**YOUR TASK**: Filter the entries below, keeping only lines with "debug".

DATASET RECORDS: Begin

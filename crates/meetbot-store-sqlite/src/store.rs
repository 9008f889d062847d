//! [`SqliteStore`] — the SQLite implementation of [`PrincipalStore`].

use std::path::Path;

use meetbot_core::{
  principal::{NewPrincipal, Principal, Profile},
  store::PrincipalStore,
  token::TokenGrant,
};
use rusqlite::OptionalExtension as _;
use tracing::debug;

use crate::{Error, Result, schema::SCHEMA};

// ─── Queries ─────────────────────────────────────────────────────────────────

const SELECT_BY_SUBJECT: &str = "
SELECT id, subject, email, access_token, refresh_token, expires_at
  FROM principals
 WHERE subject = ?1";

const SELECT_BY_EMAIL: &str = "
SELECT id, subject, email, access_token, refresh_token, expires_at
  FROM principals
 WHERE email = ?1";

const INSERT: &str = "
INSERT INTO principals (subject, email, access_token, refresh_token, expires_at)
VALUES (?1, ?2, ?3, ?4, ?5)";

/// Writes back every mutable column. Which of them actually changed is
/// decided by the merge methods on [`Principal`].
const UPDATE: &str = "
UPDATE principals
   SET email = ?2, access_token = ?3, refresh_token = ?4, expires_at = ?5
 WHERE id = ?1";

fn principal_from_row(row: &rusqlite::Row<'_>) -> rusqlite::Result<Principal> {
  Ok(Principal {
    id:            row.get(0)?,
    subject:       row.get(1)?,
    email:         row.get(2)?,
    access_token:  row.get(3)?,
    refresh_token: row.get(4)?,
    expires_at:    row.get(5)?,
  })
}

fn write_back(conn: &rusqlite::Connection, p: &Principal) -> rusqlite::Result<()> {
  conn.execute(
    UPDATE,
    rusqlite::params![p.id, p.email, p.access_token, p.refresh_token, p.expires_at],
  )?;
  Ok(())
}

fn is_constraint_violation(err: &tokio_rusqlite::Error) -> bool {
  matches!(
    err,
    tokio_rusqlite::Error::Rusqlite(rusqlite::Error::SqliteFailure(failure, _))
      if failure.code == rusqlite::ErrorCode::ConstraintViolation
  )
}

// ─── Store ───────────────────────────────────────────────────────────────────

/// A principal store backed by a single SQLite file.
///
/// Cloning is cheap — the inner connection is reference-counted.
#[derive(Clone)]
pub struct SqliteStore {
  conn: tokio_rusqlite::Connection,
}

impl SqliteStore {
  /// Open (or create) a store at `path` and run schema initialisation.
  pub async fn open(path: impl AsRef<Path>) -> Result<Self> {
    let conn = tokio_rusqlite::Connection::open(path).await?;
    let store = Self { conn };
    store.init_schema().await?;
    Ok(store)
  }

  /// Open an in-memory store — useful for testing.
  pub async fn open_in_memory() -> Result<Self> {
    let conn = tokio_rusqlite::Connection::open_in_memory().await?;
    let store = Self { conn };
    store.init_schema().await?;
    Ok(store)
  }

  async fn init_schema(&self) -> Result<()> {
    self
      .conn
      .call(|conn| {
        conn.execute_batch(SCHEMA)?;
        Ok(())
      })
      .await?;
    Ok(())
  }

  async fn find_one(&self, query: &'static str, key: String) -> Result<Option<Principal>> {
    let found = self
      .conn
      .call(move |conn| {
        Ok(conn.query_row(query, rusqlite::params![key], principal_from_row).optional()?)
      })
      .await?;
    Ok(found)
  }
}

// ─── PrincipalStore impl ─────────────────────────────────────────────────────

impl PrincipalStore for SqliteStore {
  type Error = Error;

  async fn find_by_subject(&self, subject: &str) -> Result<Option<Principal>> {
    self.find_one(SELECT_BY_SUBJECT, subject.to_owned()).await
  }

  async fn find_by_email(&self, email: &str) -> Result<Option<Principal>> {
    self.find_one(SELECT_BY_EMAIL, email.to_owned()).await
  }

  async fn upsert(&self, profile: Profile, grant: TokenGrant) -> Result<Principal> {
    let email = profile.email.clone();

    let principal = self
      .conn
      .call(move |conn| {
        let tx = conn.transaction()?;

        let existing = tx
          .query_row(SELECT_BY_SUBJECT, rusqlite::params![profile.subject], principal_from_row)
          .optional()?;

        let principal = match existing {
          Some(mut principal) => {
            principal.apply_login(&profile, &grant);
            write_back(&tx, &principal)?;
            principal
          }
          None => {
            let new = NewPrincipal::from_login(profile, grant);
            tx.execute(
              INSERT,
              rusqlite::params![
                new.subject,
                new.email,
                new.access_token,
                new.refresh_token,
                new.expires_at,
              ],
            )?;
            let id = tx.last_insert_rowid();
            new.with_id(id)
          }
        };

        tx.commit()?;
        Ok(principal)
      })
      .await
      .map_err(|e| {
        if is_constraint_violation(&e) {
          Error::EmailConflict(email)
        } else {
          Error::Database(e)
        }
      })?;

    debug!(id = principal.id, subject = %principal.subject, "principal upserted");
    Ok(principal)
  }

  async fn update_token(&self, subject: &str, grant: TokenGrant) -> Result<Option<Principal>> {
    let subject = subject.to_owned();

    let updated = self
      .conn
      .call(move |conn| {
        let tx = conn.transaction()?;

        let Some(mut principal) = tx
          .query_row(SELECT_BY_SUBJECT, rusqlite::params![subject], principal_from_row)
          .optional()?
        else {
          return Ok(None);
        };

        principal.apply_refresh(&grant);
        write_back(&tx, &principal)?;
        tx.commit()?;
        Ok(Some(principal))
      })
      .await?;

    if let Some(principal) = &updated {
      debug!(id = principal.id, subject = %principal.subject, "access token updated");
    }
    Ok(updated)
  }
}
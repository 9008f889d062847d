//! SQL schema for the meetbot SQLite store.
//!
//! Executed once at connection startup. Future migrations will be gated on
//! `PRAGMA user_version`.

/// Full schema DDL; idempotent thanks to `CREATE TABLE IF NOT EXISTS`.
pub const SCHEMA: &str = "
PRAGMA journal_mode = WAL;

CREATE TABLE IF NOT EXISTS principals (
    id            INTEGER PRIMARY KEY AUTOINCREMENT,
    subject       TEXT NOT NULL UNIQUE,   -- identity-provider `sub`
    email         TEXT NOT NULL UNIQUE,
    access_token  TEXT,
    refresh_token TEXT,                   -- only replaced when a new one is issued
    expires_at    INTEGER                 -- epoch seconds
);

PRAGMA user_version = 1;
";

DATASET RECORDS: End

**OUTPUT OF THE TASK**:
use tracing::debug;
    debug!(id = principal.id, subject = %principal.subject, "principal upserted");
      debug!(id = principal.id, subject = %principal.subject, "access token updated");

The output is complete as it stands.